Jumat 17 Apr 2015 02:00 WIB

TB Hasanudin: Isteri Prajurit Punya Hak Berpolitik

Rep: Bambang Noroyono/ Red: Ichsan Emrald Alamsyah
 Ribuan prajurit yang terdiri dari TNI dan Polri mengikuti apel gelar pasukan pengamanan KTT Asia-Afrika di Silang Monas, Jakarta Pusat, Rabu (15/4).  (Republika/Raisan Al Farisi)
Ribuan prajurit yang terdiri dari TNI dan Polri mengikuti apel gelar pasukan pengamanan KTT Asia-Afrika di Silang Monas, Jakarta Pusat, Rabu (15/4). (Republika/Raisan Al Farisi)

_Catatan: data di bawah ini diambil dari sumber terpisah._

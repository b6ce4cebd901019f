use sea_orm::entity::prelude::*;
use sea_orm::{ConnectionTrait, Set};
use uuid::Uuid;
use chrono::Utc;
use serde::{Deserialize, Serialize};

use crate::errors::ModelError;
use crate::user;

/// Password hash for a user; one row per user.
#[derive(Clone, Debug, PartialEq, DeriveEntityModel, Serialize, Deserialize)]
#[sea_orm(table_name = "user_credentials")]
pub struct Model {
    #[sea_orm(primary_key, auto_increment = false)]
    pub id: Uuid,
    #[sea_orm(unique)]
    pub user_id: Uuid,
    #[serde(skip_serializing)]
    pub password_hash: String,
    pub password_algorithm: String,
    pub created_at: DateTimeWithTimeZone,
    pub updated_at: DateTimeWithTimeZone,
}

#[derive(Copy, Clone, Debug, EnumIter)]
pub enum Relation { User }

impl RelationTrait for Relation {
    fn def(&self) -> RelationDef {
        match self {
            Relation::User => Entity::belongs_to(user::Entity)
                .from(Column::UserId)
                .to(user::Column::Id)
                .into(),
        }
    }
}

impl ActiveModelBehavior for ActiveModel {}

pub async fn find_by_user<C: ConnectionTrait>(db: &C, user_id: Uuid) -> Result<Option<Model>, ModelError> {
    Ok(Entity::find().filter(Column::UserId.eq(user_id)).one(db).await?)
}

/// Insert or replace the stored hash for `user_id`.
pub async fn upsert_password<C: ConnectionTrait>(
    db: &C,
    user_id: Uuid,
    password_hash: String,
    algorithm: &str,
) -> Result<Model, ModelError> {
    if password_hash.trim().is_empty() {
        return Err(ModelError::Validation("password hash required".into()));
    }
    let now = Utc::now().into();
    match find_by_user(db, user_id).await? {
        Some(existing) => {
            let mut am: ActiveModel = existing.into();
            am.password_hash = Set(password_hash);
            am.password_algorithm = Set(algorithm.to_string());
            am.updated_at = Set(now);
            Ok(am.update(db).await?)
        }
        None => {
            let am = ActiveModel {
                id: Set(Uuid::new_v4()),
                user_id: Set(user_id),
                password_hash: Set(password_hash),
                password_algorithm: Set(algorithm.to_string()),
                created_at: Set(now),
                updated_at: Set(now),
            };
            Ok(am.insert(db).await?)
        }
    }
}
use std::io;
use tracing_subscriber::{fmt, EnvFilter};

/// Initialize tracing subscriber with sensible defaults and stdout writer.
/// - Respects `RUST_LOG` if set
/// - Falls back to `info,tower_http=info,sea_orm=warn`
pub fn init_logging_default() {
    let env_filter = EnvFilter::try_from_default_env()
        .unwrap_or_else(|_| EnvFilter::new("info,tower_http=info,sea_orm=warn"));
    let _ = fmt()
        .with_env_filter(env_filter)
        .with_target(false)
        .compact()
        .with_writer(io::stdout)
        .try_init();
}

/// Initialize tracing subscriber with JSON structured output.
/// Selected at startup with `LOG_FORMAT=json`.
pub fn init_logging_json() {
    // requisition and gamification events are emitted at debug
    let env_filter = EnvFilter::try_from_default_env()
        .unwrap_or_else(|_| EnvFilter::new("info,service::requisition=debug,service::gamification=debug"));
    let _ = fmt()
        .with_env_filter(env_filter)
        .with_target(true)
        .json()
        .with_writer(io::stdout)
        .try_init();
}

/// Pick the subscriber according to `LOG_FORMAT`.
pub fn init_logging_from_env() {
    match std::env::var("LOG_FORMAT").as_deref() {
        Ok("json") => init_logging_json(),
        _ => init_logging_default(),
    }
}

REPUBLIKA.CO.ID,JAKARTA -- Komisi I DPR RI mendukung keputusan Markas Besar Tentara Nasional Indonesia (Mabes TNI) soal kebijakan isteri prajurit untuk bisa berpolitik. Anggota Komisi I Tubagus Hasanudin mengatakan, hak-hak isteri prajurit untuk berpolitik, sama seperti warga sipil lainnya.

Dikatakan Tubagus, Undang-undang 34/2004 tentang militer memang mengatur soal peran politik bagi para prajurit. Dalam regulasi tersebut, mengharamkan prajurit untuk ambil bagian dalam berpolitik praktis. Artinya, seorang prajurit aktif tak bisa mencalonkan diri ataupun dicalonkan terkait pemilihan umum.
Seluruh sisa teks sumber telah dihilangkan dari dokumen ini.